→ Collected data entries
-- Opening Marker --

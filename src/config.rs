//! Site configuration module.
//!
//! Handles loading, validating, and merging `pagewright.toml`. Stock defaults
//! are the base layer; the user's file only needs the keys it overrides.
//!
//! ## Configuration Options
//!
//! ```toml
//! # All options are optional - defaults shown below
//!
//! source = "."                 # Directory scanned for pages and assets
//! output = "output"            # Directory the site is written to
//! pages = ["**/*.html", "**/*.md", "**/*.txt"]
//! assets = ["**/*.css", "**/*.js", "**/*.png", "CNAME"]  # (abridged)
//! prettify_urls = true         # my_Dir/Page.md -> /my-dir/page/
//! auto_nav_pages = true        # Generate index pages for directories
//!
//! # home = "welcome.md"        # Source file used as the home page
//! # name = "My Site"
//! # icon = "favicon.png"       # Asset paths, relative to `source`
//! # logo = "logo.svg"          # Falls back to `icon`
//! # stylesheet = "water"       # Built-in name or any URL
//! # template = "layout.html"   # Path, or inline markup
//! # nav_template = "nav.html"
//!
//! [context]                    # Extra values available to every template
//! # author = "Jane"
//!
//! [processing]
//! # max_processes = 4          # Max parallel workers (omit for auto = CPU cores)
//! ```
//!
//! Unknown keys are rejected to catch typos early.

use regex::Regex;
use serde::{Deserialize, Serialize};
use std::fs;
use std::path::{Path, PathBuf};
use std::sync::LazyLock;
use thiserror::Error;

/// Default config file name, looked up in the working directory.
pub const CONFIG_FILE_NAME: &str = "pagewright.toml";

-- Closing Marker --
-- Opening Marker --

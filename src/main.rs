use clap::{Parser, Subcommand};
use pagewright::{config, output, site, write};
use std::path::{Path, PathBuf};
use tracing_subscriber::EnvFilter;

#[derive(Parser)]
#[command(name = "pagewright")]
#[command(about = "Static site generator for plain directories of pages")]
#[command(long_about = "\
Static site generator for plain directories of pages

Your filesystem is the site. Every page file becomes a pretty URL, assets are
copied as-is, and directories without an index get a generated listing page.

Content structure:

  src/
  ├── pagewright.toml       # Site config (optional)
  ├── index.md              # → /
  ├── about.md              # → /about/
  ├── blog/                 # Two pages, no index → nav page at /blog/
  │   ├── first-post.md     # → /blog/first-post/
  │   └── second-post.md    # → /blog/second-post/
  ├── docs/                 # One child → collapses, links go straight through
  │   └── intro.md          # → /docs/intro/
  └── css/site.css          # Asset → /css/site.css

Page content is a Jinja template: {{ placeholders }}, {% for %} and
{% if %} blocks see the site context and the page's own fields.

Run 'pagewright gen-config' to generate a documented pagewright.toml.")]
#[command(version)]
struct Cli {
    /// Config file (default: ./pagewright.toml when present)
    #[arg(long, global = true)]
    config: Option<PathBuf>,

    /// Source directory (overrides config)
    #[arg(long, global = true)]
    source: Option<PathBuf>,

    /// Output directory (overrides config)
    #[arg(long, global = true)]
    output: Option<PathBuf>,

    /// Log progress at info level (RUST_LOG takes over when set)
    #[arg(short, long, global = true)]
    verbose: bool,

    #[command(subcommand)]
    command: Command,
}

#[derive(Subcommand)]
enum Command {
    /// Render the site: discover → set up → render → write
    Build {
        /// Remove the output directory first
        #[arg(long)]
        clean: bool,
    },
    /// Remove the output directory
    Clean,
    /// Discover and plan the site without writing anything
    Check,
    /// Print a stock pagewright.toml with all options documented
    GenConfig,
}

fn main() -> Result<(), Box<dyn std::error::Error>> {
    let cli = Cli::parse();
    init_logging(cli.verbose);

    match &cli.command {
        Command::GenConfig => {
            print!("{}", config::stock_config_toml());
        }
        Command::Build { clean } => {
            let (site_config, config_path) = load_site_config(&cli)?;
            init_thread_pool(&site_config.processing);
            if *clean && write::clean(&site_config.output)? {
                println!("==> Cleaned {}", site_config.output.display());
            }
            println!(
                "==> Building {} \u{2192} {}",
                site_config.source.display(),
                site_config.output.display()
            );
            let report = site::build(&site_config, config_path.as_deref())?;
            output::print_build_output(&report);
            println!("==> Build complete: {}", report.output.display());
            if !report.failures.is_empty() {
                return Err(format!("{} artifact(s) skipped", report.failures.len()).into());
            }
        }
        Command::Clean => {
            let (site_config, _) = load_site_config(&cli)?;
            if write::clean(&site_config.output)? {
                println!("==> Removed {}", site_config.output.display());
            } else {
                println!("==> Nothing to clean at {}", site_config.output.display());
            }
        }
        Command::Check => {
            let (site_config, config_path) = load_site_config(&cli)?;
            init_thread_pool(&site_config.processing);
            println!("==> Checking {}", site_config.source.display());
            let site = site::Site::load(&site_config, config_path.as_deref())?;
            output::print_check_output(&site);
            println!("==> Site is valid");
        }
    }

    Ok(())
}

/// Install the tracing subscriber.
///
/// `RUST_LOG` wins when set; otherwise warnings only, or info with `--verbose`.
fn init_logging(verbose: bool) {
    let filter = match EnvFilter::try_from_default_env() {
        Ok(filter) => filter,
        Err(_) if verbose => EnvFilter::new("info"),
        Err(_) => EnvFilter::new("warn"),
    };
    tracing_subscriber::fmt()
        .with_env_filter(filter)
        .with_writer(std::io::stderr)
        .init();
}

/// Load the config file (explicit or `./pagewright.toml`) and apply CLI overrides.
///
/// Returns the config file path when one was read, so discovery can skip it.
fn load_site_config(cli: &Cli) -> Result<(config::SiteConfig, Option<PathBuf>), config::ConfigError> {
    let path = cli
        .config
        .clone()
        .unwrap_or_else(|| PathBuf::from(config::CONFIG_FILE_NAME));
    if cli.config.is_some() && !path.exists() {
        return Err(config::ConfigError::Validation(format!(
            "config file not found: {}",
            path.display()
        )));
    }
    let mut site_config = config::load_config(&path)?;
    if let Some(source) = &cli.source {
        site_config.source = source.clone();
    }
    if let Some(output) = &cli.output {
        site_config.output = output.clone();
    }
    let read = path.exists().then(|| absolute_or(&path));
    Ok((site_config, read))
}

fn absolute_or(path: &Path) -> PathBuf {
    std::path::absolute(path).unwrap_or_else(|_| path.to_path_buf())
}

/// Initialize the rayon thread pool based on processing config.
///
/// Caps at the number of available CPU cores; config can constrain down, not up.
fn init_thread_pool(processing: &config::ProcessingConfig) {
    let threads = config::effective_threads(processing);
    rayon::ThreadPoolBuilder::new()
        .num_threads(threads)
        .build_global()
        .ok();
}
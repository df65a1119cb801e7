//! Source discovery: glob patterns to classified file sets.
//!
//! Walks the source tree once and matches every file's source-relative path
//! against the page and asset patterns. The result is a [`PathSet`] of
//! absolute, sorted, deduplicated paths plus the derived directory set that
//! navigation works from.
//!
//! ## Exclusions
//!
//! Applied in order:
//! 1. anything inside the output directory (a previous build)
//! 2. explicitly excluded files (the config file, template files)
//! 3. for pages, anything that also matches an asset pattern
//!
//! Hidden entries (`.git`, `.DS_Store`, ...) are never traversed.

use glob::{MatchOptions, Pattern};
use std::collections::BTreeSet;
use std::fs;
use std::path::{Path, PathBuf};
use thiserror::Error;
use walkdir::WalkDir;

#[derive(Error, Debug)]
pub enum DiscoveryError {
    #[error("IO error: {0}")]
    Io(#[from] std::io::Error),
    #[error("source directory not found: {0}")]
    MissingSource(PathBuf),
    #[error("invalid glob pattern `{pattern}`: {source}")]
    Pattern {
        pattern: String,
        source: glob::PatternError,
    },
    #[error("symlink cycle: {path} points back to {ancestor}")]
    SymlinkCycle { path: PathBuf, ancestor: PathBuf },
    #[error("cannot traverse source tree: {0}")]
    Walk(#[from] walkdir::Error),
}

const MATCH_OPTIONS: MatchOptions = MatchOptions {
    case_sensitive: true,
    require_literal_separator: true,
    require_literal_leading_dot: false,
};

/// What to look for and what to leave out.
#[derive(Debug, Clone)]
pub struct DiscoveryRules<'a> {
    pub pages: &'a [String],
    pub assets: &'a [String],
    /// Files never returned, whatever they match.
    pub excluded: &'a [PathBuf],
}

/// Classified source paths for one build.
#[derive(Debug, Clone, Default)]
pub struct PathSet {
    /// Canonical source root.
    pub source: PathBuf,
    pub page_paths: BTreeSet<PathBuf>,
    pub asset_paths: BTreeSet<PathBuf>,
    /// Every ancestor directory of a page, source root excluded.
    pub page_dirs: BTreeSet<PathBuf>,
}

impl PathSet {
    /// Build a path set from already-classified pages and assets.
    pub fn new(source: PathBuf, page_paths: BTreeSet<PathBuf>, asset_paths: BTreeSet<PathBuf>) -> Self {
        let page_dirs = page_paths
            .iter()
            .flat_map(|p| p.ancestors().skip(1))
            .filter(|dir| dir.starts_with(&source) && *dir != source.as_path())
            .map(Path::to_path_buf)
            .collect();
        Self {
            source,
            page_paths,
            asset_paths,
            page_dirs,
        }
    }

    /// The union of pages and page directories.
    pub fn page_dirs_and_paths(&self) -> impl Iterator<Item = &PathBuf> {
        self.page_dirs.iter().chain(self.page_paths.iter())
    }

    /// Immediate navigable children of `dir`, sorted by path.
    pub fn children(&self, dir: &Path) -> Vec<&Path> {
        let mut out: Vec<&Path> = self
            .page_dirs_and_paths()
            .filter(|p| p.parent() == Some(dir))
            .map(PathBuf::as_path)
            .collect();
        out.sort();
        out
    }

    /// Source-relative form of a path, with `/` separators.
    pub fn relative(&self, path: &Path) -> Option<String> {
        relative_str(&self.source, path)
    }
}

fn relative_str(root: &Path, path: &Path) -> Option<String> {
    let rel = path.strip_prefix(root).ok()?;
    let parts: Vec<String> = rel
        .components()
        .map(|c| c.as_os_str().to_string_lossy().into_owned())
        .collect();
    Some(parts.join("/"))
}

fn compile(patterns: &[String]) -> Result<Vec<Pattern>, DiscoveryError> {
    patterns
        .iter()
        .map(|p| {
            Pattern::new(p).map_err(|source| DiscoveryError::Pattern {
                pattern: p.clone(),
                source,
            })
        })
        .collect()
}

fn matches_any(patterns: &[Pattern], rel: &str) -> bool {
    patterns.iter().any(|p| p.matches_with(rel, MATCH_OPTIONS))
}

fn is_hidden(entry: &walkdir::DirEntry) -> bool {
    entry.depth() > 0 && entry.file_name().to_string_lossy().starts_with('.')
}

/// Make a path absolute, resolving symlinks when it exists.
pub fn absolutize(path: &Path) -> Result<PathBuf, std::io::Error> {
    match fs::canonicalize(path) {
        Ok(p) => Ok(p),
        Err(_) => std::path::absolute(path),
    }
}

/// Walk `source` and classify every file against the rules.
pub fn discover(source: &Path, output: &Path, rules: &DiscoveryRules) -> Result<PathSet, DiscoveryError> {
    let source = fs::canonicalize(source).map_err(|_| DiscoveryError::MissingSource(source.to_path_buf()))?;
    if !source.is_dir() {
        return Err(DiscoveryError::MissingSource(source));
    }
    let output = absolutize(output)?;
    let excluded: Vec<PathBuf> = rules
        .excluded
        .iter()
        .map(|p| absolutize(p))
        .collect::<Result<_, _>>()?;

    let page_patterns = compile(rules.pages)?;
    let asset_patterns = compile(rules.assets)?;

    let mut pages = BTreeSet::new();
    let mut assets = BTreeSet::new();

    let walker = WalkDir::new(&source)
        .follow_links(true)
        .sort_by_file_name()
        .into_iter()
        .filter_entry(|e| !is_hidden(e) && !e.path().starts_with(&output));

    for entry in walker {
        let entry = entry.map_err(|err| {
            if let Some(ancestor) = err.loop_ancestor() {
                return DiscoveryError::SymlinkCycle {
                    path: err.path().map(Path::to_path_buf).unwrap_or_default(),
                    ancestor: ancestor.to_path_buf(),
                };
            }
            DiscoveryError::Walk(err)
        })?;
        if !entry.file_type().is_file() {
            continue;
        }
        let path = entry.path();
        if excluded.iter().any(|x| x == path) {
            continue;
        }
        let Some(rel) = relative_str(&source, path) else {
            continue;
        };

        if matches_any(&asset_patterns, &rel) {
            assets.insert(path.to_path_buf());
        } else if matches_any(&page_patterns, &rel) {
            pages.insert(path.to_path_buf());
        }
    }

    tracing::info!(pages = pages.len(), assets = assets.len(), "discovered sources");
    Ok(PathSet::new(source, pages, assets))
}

-- Closing Marker --

→ WHAT THE EXERCISE ASKS
Please give back, exactly as it stands above, the stretch from the line with "to leave out." through the line with "pages and assets.", and no line outside it.

→ RESULT
/// What to look for and what to leave out.
#[derive(Debug, Clone)]
pub struct DiscoveryRules<'a> {
    pub pages: &'a [String],
    pub assets: &'a [String],
    /// Files never returned, whatever they match.
    pub excluded: &'a [PathBuf],
}

/// Classified source paths for one build.
#[derive(Debug, Clone, Default)]
pub struct PathSet {
    /// Canonical source root.
    pub source: PathBuf,
    pub page_paths: BTreeSet<PathBuf>,
    pub asset_paths: BTreeSet<PathBuf>,
    /// Every ancestor directory of a page, source root excluded.
    pub page_dirs: BTreeSet<PathBuf>,
}

impl PathSet {
    /// Build a path set from already-classified pages and assets.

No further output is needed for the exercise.